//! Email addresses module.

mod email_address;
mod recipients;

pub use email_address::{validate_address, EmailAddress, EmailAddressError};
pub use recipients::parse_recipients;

* * *

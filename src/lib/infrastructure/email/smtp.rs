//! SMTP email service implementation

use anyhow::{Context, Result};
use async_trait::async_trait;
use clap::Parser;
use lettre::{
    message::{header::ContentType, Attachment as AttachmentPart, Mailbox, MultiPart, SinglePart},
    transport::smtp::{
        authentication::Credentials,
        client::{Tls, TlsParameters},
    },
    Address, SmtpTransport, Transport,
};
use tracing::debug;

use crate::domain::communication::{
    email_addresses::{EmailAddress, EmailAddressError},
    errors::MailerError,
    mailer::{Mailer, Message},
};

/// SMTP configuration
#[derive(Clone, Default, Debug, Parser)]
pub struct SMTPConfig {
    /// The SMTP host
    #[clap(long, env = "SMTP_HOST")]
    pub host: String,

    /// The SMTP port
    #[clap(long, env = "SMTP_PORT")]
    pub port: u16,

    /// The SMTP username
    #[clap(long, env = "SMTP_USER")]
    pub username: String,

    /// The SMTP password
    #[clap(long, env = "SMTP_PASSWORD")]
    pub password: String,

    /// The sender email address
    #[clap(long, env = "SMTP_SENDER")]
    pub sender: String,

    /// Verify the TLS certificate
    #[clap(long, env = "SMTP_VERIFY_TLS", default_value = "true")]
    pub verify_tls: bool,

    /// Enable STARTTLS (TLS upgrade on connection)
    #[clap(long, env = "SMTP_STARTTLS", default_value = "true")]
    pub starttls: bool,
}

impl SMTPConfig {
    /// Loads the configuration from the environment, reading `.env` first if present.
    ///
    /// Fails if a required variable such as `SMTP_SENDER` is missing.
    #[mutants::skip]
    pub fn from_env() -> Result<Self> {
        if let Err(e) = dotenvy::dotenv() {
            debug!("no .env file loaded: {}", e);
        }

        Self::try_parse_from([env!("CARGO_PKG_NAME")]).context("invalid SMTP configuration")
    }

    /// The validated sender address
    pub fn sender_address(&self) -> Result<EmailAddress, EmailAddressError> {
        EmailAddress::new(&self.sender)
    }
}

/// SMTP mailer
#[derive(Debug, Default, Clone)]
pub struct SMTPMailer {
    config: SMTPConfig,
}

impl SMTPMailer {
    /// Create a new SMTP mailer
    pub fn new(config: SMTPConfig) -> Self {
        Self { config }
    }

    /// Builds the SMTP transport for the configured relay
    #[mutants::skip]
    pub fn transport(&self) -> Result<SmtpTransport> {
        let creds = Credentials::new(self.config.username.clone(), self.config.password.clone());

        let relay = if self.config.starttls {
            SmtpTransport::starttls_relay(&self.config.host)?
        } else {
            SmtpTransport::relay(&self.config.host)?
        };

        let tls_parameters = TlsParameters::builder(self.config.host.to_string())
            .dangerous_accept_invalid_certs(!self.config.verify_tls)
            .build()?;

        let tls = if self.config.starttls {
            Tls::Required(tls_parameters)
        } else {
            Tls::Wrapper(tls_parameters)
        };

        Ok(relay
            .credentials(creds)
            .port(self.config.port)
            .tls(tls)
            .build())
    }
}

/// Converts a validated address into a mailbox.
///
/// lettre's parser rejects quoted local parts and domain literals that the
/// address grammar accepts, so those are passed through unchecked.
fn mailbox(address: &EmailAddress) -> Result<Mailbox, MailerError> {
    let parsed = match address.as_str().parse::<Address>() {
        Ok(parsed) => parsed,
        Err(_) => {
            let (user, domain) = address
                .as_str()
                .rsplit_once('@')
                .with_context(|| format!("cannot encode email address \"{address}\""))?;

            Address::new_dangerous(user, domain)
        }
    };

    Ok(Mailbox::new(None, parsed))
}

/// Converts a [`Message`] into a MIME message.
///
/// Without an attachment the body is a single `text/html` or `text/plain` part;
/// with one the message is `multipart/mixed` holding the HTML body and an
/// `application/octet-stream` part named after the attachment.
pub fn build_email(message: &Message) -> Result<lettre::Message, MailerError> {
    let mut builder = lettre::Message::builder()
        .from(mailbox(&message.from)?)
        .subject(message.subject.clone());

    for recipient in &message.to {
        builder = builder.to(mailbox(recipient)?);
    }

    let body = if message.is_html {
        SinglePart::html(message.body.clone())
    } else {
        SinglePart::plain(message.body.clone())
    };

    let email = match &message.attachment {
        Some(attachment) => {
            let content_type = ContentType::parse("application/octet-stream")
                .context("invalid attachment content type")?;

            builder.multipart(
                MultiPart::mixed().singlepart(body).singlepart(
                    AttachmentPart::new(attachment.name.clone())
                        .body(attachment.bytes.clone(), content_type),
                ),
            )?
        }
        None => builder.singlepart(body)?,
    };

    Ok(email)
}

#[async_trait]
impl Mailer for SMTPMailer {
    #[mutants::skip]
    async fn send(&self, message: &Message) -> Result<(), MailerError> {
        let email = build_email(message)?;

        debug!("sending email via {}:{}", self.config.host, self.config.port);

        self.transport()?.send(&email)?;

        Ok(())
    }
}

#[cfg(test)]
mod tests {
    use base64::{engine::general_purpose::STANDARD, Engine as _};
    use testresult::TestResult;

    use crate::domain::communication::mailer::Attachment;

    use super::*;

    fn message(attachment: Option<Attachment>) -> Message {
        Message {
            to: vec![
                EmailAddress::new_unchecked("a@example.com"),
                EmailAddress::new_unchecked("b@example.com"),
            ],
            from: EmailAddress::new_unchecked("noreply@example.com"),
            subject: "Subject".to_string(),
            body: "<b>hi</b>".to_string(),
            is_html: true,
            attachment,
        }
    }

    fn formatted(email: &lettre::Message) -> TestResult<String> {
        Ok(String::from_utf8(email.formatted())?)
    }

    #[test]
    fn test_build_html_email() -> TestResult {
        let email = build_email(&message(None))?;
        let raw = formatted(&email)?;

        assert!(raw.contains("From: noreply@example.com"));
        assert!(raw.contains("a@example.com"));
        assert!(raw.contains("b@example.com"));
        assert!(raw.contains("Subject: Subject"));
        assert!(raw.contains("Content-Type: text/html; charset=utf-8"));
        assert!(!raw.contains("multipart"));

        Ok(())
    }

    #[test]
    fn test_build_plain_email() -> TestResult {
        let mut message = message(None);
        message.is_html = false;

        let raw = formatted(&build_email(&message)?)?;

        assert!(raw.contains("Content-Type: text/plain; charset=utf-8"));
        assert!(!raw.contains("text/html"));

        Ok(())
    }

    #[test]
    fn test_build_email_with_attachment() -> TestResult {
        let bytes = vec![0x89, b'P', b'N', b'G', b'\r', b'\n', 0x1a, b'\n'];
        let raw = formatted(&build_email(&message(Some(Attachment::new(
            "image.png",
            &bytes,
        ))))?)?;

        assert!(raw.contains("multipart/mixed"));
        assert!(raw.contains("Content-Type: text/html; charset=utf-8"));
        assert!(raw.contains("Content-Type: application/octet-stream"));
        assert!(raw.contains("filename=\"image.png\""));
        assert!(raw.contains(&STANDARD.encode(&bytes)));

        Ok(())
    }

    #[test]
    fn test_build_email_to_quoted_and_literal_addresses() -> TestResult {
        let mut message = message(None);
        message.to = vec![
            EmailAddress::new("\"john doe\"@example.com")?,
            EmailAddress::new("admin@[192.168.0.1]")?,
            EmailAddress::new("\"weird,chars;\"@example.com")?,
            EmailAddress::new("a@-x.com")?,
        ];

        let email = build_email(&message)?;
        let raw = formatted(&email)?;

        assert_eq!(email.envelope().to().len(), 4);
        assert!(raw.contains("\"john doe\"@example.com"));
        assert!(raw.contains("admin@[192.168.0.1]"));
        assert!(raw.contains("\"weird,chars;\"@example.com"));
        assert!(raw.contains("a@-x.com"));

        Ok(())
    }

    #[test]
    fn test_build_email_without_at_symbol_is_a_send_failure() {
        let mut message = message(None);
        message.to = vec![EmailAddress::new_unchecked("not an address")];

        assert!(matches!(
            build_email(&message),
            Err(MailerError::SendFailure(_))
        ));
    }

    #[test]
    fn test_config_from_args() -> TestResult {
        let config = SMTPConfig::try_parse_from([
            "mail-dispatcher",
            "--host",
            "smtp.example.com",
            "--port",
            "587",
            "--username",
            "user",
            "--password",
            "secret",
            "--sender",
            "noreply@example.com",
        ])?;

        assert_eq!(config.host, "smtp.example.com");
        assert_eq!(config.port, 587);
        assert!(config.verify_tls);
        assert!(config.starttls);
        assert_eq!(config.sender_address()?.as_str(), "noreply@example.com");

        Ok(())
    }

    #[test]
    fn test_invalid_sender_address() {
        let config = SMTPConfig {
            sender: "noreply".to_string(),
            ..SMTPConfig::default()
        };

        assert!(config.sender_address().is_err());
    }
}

#### Requirement
Each line of the entries holding the string "john" should be found and copied.

#### Response area
            EmailAddress::new("\"john doe\"@example.com")?,
        assert!(raw.contains("\"john doe\"@example.com"));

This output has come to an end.